• Entries shown:
_ _ _ _ _
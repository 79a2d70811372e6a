//! # Instance Inventory
//!
//! Enumerates the database instances a run operates on and classifies each
//! one as primary or read replica.
//!
//! A [`ControlPlane`] returns raw [`InstanceDescriptor`]s in its own
//! enumeration order. [`InstanceInventory::list`] drops engines the tool does
//! not manage, validates the rest into immutable [`InstanceRecord`]s and keeps
//! the order it was given.

#[cfg(feature = "aws")]
pub mod aws;
pub mod static_source;

use async_trait::async_trait;
use serde::{Deserialize, Serialize};
use std::fmt;
use std::sync::Arc;

use crate::config::{InventoryConfig, InventorySource};
use crate::errors::{CredplaneError, Result};

#[cfg(feature = "aws")]
pub use aws::RdsControlPlane;
pub use static_source::StaticControlPlane;

/// Network endpoint of a database instance.
#[derive(Debug, Clone, PartialEq, Eq, Hash, Serialize, Deserialize)]
pub struct Endpoint {
    pub host: String,
    pub port: u16,
}

impl fmt::Display for Endpoint {
    fn fmt(&self, f: &mut fmt::Formatter<'_>) -> fmt::Result {
        write!(f, "{}:{}", self.host, self.port)
    }
}

/// Snapshot of one database instance, fetched once per run.
#[derive(Debug, Clone, PartialEq, Eq, Serialize, Deserialize)]
pub struct InstanceRecord {
    pub identifier: String,
    pub endpoint: Endpoint,
    pub engine: String,
    #[serde(default, skip_serializing_if = "Option::is_none")]
    pub database_name: Option<String>,
    #[serde(default, skip_serializing_if = "Option::is_none")]
    pub source_instance: Option<String>,
}

impl InstanceRecord {
    /// An instance is a replica iff it names a source instance.
    pub fn is_replica(&self) -> bool {
        self.source_instance.as_deref().is_some_and(|s| !s.trim().is_empty())
    }
}

/// Instance as reported by a control plane, before validation.
///
/// Every field is optional because control planes omit fields for instances
/// that are still being created or deleted.
#[derive(Debug, Clone, Default, PartialEq, Eq, Serialize, Deserialize)]
pub struct InstanceDescriptor {
    pub identifier: Option<String>,
    pub host: Option<String>,
    pub port: Option<i64>,
    pub engine: Option<String>,
    #[serde(default)]
    pub database_name: Option<String>,
    #[serde(default)]
    pub source_instance: Option<String>,
}

fn non_empty(value: Option<String>) -> Option<String> {
    value.map(|v| v.trim().to_string()).filter(|v| !v.is_empty())
}

impl TryFrom<InstanceDescriptor> for InstanceRecord {
    type Error = CredplaneError;

    fn try_from(descriptor: InstanceDescriptor) -> Result<Self> {
        let identifier = non_empty(descriptor.identifier)
            .ok_or_else(|| CredplaneError::discovery("instance descriptor has no identifier"))?;

        let malformed =
            |what: &str| CredplaneError::discovery(format!("instance '{}' {}", identifier, what));

        let host = non_empty(descriptor.host).ok_or_else(|| malformed("has no endpoint address"))?;
        let port = descriptor
            .port
            .ok_or_else(|| malformed("has no endpoint port"))
            .and_then(|p| {
                u16::try_from(p)
                    .ok()
                    .filter(|p| *p != 0)
                    .ok_or_else(|| malformed(&format!("has invalid port {}", p)))
            })?;
        let engine = non_empty(descriptor.engine).ok_or_else(|| malformed("has no engine"))?;

        Ok(Self {
            identifier,
            endpoint: Endpoint { host, port },
            engine,
            database_name: non_empty(descriptor.database_name),
            source_instance: non_empty(descriptor.source_instance),
        })
    }
}

/// Source of instance descriptors.
#[async_trait]
pub trait ControlPlane: Send + Sync {
    /// Enumerate every instance visible to the caller.
    async fn list_instances(&self) -> Result<Vec<InstanceDescriptor>>;

    /// Short name used in logs.
    fn name(&self) -> &'static str;
}

/// Read-only view over a control plane restricted to supported engines.
#[derive(Clone)]
pub struct InstanceInventory {
    control_plane: Arc<dyn ControlPlane>,
    engines: Vec<String>,
}

impl InstanceInventory {
    pub fn new(control_plane: Arc<dyn ControlPlane>, engines: Vec<String>) -> Self {
        let engines = engines.into_iter().map(|e| e.to_ascii_lowercase()).collect();
        Self { control_plane, engines }
    }

    fn supports(&self, engine: &str) -> bool {
        self.engines.iter().any(|e| e.eq_ignore_ascii_case(engine))
    }

    /// List managed instances in control-plane order.
    ///
    /// Fails with a discovery error when enumeration fails or any supported
    /// instance is malformed; there is nothing to iterate in either case.
    pub async fn list(&self) -> Result<Vec<InstanceRecord>> {
        let descriptors = self.control_plane.list_instances().await?;
        let total = descriptors.len();

        let mut records = Vec::with_capacity(total);
        for descriptor in descriptors {
            if let Some(engine) = descriptor.engine.as_deref() {
                if !self.supports(engine) {
                    tracing::info!(
                        instance = descriptor.identifier.as_deref().unwrap_or("<unnamed>"),
                        engine,
                        "Skipping instance with unsupported engine"
                    );
                    continue;
                }
            }
            records.push(InstanceRecord::try_from(descriptor)?);
        }

        tracing::debug!(
            control_plane = self.control_plane.name(),
            discovered = total,
            managed = records.len(),
            "Listed instances"
        );
        Ok(records)
    }
}

/// Build the control plane selected in configuration.
pub async fn build_control_plane(config: &InventoryConfig) -> Result<Arc<dyn ControlPlane>> {
    match config.source {
        InventorySource::Static => Ok(Arc::new(StaticControlPlane::new(config.instances.clone()))),
        #[cfg(feature = "aws")]
        InventorySource::Aws => {
            let sdk_config = crate::config::aws::load_sdk_config(config.aws_region.as_deref()).await;
            Ok(Arc::new(RdsControlPlane::new(&sdk_config)))
        }
        #[cfg(not(feature = "aws"))]
        InventorySource::Aws => Err(CredplaneError::config(
            "inventory.source = aws requires building with the `aws` feature",
        )),
    }
}
#[tokio::test]
async fn test_force_creates_missing_user_over_unusable_secret() {
    let fleet = FakeFleet::new().with("P1", FakeInstance::missing_user());
    let store = Arc::new(InMemorySecretStore::new());
    store.insert("secret/P1", r#"{"API_KEY":"x"}"#).await;
    let cancel = CancellationToken::new();

    let default_run = engine(RunMode::Default, vec![primary("P1")], &fleet, store.clone()).run(&cancel).await.unwrap();
    let entry = default_run.entry("P1").unwrap();
    assert!(matches!(entry.error, Some(ProvisionError::SecretStore(_))));
    assert!(fleet.mutations().is_empty());

    let forced = engine(RunMode::Force, vec![primary("P1")], &fleet, store.clone()).run(&cancel).await.unwrap();
    let entry = forced.entry("P1").unwrap();
    assert_eq!(entry.decision, Decision::CreateUser);
    assert!(entry.error.is_none());
    assert_eq!(entry.secret.as_ref().unwrap().action, SyncAction::Updated);
    assert_eq!(stored_password(store.as_ref(), "secret/P1").await, fleet.password("P1"));

    let secret = store.get_secret("secret/P1").await.unwrap().unwrap();
    let payload: serde_json::Value = serde_json::from_str(secret.value.expose_secret()).unwrap();
    assert_eq!(payload["API_KEY"], "x");
}

#[tokio::test]
async fn test_force_regenerates_stale_stored_password_for_missing_user() {
    let fleet = FakeFleet::new().with("P1", FakeInstance::missing_user());
    let store = Arc::new(InMemorySecretStore::new());
    store.insert("secret/P1", r#"{"password":"Stale-Password-0001!"}"#).await;

    let report = engine(RunMode::Force, vec![primary("P1")], &fleet, store.clone()).run(&CancellationToken::new()).await.unwrap();
    let entry = report.entry("P1").unwrap();
    assert_eq!(entry.decision, Decision::CreateUser);
    let secret = entry.secret.as_ref().unwrap();
    assert_eq!(secret.action, SyncAction::Updated);
    assert_eq!(secret.version_id, "v2");

    let db_password = fleet.password("P1").unwrap();
    assert_ne!(db_password, "Stale-Password-0001!");
    assert_eq!(stored_password(store.as_ref(), "secret/P1").await, Some(db_password));
}

#[tokio::test]
async fn test_default_create_adopts_stored_password() {
    let fleet = FakeFleet::new().with("P1", FakeInstance::missing_user());
    let store = Arc::new(InMemorySecretStore::new());
    store.insert("secret/P1", r#"{"password":"Stored-Password-0001!"}"#).await;

    let report = engine(RunMode::Default, vec![primary("P1")], &fleet, store.clone()).run(&CancellationToken::new()).await.unwrap();
    let entry = report.entry("P1").unwrap();
    assert_eq!(entry.secret.as_ref().unwrap().action, SyncAction::Unchanged);
    assert_eq!(fleet.password("P1").as_deref(), Some("Stored-Password-0001!"));
    assert_eq!(store.version_count("secret/P1").await, 1);
}
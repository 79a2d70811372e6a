//! # Error Types
//!
//! Error types for credplane using `thiserror`.

/// Custom result type for credplane operations
pub type Result<T> = std::result::Result<T, CredplaneError>;

/// Main error type for credplane
#[derive(thiserror::Error, Debug)]
pub enum CredplaneError {
    /// Configuration errors
    #[error("Configuration error: {message}")]
    Config {
        message: String,
        #[source]
        source: Option<Box<dyn std::error::Error + Send + Sync>>,
    },

    /// Validation errors
    #[error("Validation error: {message}")]
    Validation { message: String, field: Option<String> },

    /// Instance enumeration failed or returned malformed data. Fatal for a run.
    #[error("Discovery error: {message}")]
    Discovery {
        message: String,
        #[source]
        source: Option<Box<dyn std::error::Error + Send + Sync>>,
    },
}

impl CredplaneError {
    /// Create a new configuration error
    pub fn config<S: Into<String>>(message: S) -> Self {
        Self::Config { message: message.into(), source: None }
    }

    /// Create a configuration error with source
    pub fn config_with_source<S: Into<String>>(
        message: S,
        source: Box<dyn std::error::Error + Send + Sync>,
    ) -> Self {
        Self::Config { message: message.into(), source: Some(source) }
    }

    /// Create a validation error
    pub fn validation<S: Into<String>>(message: S) -> Self {
        Self::Validation { message: message.into(), field: None }
    }

    /// Create a validation error with field information
    pub fn validation_field<S: Into<String>, F: Into<String>>(message: S, field: F) -> Self {
        Self::Validation { message: message.into(), field: Some(field.into()) }
    }

    /// Create a discovery error
    pub fn discovery<S: Into<String>>(message: S) -> Self {
        Self::Discovery { message: message.into(), source: None }
    }

    /// Create a discovery error with source
    pub fn discovery_with_source<S: Into<String>>(
        message: S,
        source: Box<dyn std::error::Error + Send + Sync>,
    ) -> Self {
        Self::Discovery { message: message.into(), source: Some(source) }
    }

}

impl From<config::ConfigError> for CredplaneError {
    fn from(error: config::ConfigError) -> Self {
        Self::config_with_source("Configuration loading failed", Box::new(error))
    }
}

impl From<validator::ValidationErrors> for CredplaneError {
    fn from(errors: validator::ValidationErrors) -> Self {
        let mut messages = Vec::new();
        collect_validation_messages("", &errors, &mut messages);
        Self::validation(format!("Validation failed: {}", messages.join("; ")))
    }
}

/// Flatten nested validator errors into `path: message` strings.
fn collect_validation_messages(prefix: &str, errors: &validator::ValidationErrors, out: &mut Vec<String>) {
    use validator::ValidationErrorsKind;

    for (field, kind) in errors.errors() {
        let path = if prefix.is_empty() { field.to_string() } else { format!("{}.{}", prefix, field) };
        match kind {
            ValidationErrorsKind::Field(field_errors) => {
                let details: Vec<String> = field_errors
                    .iter()
                    .map(|e| e.message.as_ref().map_or("Invalid value".to_string(), |m| m.to_string()))
                    .collect();
                out.push(format!("{}: {}", path, details.join(", ")));
            }
            ValidationErrorsKind::Struct(nested) => collect_validation_messages(&path, nested, out),
            ValidationErrorsKind::List(items) => {
                for (index, nested) in items {
                    collect_validation_messages(&format!("{}[{}]", path, index), nested, out);
                }
            }
        }
    }
}
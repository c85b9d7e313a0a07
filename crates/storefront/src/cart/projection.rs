//! Cart Projection: the client-facing view of a cart.

use std::collections::HashMap;

use serde::{Deserialize, Serialize};

use cartwright_core::{CartId, LineItemId, ProductId, VariantId};

use super::catalog::ProductSummary;
use crate::models::{Cart, LineItem, total_quantity};

/// Title shown for lines whose product left the catalog.
pub const UNAVAILABLE_TITLE: &str = "Product unavailable";

/// Variant title the catalog uses for single-variant products.
const DEFAULT_VARIANT_TITLE: &str = "Default Title";

/// One line of a cart, annotated with catalog display data.
#[derive(Debug, Clone, PartialEq, Eq, Serialize, Deserialize)]
pub struct CartItemView {
    pub id: LineItemId,
    pub product_id: ProductId,
    pub variant_id: Option<VariantId>,
    pub quantity: u32,
    pub handle: Option<String>,
    pub title: String,
    pub variant_title: Option<String>,
    pub image_url: Option<String>,
    /// False when the product is no longer in the catalog.
    pub available: bool,
}

/// A cart as returned to clients.
#[derive(Debug, Clone, PartialEq, Eq, Serialize, Deserialize)]
pub struct CartView {
    /// `None` until the owner's cart has been created.
    pub cart_id: Option<CartId>,
    /// `"anonymous"`, `"authenticated"`, or `None` for the empty view.
    pub owner: Option<String>,
    pub items: Vec<CartItemView>,
    pub line_count: usize,
    pub total_item_count: u64,
}

impl CartView {
    /// View of an owner that has no cart yet.
    #[must_use]
    pub const fn empty() -> Self {
        Self {
            cart_id: None,
            owner: None,
            items: Vec::new(),
            line_count: 0,
            total_item_count: 0,
        }
    }

    /// Quantity of the line for `(product, variant)`, or zero.
    #[must_use]
    pub fn quantity_of(&self, product_id: ProductId, variant_id: Option<VariantId>) -> u32 {
        self.items
            .iter()
            .find(|item| item.product_id == product_id && item.variant_id == variant_id)
            .map_or(0, |item| item.quantity)
    }
}

/// Render `cart` and its lines using catalog display data.
///
/// Lines keep their storage order. Lines whose product is missing from
/// `products` are still shown, marked unavailable.
#[must_use]
pub fn project(cart: &Cart, items: &[LineItem], products: &[ProductSummary]) -> CartView {
    let by_id: HashMap<ProductId, &ProductSummary> =
        products.iter().map(|product| (product.id, product)).collect();

    CartView {
        cart_id: Some(cart.id),
        owner: Some(cart.owner.kind().to_owned()),
        items: items
            .iter()
            .map(|item| item_view(item, by_id.get(&item.product_id).copied()))
            .collect(),
        line_count: items.len(),
        total_item_count: total_quantity(items),
    }
}

fn item_view(item: &LineItem, product: Option<&ProductSummary>) -> CartItemView {
    let variant_id = item.variant_id();

    let Some(product) = product else {
        return CartItemView {
            id: item.id,
            product_id: item.product_id,
            variant_id,
            quantity: item.quantity.get(),
            handle: None,
            title: UNAVAILABLE_TITLE.to_owned(),
            variant_title: None,
            image_url: None,
            available: false,
        };
    };

    let variant_title = variant_id
        .and_then(|id| product.variant(id))
        .map(|variant| variant.title.as_str())
        .filter(|title| *title != DEFAULT_VARIANT_TITLE)
        .map(str::to_owned);

    CartItemView {
        id: item.id,
        product_id: item.product_id,
        variant_id,
        quantity: item.quantity.get(),
        handle: Some(product.handle.clone()),
        title: product.title.clone(),
        variant_title,
        image_url: product.image_url.clone(),
        available: true,
    }
}

#[cfg(test)]
#[allow(clippy::unwrap_used)]
mod tests {
    use chrono::Utc;

    use cartwright_core::{AnonymousSessionId, CartOwner, Quantity, UserId, VariantKey};

    use super::*;
    use crate::cart::catalog::VariantSummary;

    fn cart(owner: CartOwner) -> Cart {
        Cart {
            id: CartId::new(3),
            owner,
            created_at: Utc::now(),
        }
    }

    fn line(id: i32, product: i32, variant: Option<i32>, quantity: i64) -> LineItem {
        LineItem {
            id: LineItemId::new(id),
            cart_id: CartId::new(3),
            product_id: ProductId::new(product),
            variant: VariantKey::try_from(variant.map(VariantId::new)).unwrap(),
            quantity: Quantity::new(quantity).unwrap(),
            created_at: Utc::now(),
            updated_at: Utc::now(),
        }
    }

    fn products() -> Vec<ProductSummary> {
        vec![ProductSummary {
            id: ProductId::new(1),
            handle: "linen-shirt".to_owned(),
            title: "Linen Shirt".to_owned(),
            image_url: Some("https://cdn.example.com/shirt.jpg".to_owned()),
            variants: vec![
                VariantSummary {
                    id: VariantId::new(10),
                    title: "Large".to_owned(),
                },
                VariantSummary {
                    id: VariantId::new(11),
                    title: DEFAULT_VARIANT_TITLE.to_owned(),
                },
            ],
        }]
    }

    #[test]
    fn test_project_annotates_and_totals() {
        let items = [line(1, 1, Some(10), 2), line(2, 1, None, 3)];
        let view = project(
            &cart(CartOwner::Authenticated(UserId::new(8))),
            &items,
            &products(),
        );

        assert_eq!(view.cart_id, Some(CartId::new(3)));
        assert_eq!(view.owner.as_deref(), Some("authenticated"));
        assert_eq!(view.line_count, 2);
        assert_eq!(view.total_item_count, 5);

        let large = &view.items[0];
        assert_eq!(large.variant_title.as_deref(), Some("Large"));
        assert_eq!(large.handle.as_deref(), Some("linen-shirt"));
        assert!(large.available);
        assert_eq!(view.items[1].variant_id, None);
        assert_eq!(view.quantity_of(ProductId::new(1), Some(VariantId::new(10))), 2);
        assert_eq!(view.quantity_of(ProductId::new(1), None), 3);
        assert_eq!(view.quantity_of(ProductId::new(2), None), 0);
    }

    #[test]
    fn test_default_variant_title_is_hidden() {
        let items = [line(1, 1, Some(11), 1)];
        let owner = CartOwner::Anonymous(AnonymousSessionId::parse("browser-1").unwrap());
        let view = project(&cart(owner), &items, &products());

        assert_eq!(view.owner.as_deref(), Some("anonymous"));
        assert_eq!(view.items[0].variant_title, None);
    }

    #[test]
    fn test_missing_product_is_unavailable() {
        let items = [line(1, 99, None, 4)];
        let view = project(
            &cart(CartOwner::Authenticated(UserId::new(8))),
            &items,
            &products(),
        );

        let item = &view.items[0];
        assert!(!item.available);
        assert_eq!(item.title, UNAVAILABLE_TITLE);
        assert_eq!(item.handle, None);
        assert_eq!(view.total_item_count, 4);
    }

    #[test]
    fn test_empty_view_serializes_nulls() {
        let json = serde_json::to_value(CartView::empty()).unwrap();
        assert_eq!(json["cart_id"], serde_json::Value::Null);
        assert_eq!(json["owner"], serde_json::Value::Null);
        assert_eq!(json["line_count"], 0);
        assert_eq!(json["total_item_count"], 0);
        assert_eq!(json["items"], serde_json::json!([]));
    }
}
_ _ _ _ _
• Instructions to follow: In the records above, some lines may contain the word "AnonymousSessionId"; copy every one of them.

• Exercise result:
    use cartwright_core::{AnonymousSessionId, CartOwner, Quantity, UserId, VariantKey};
        let owner = CartOwner::Anonymous(AnonymousSessionId::parse("browser-1").unwrap());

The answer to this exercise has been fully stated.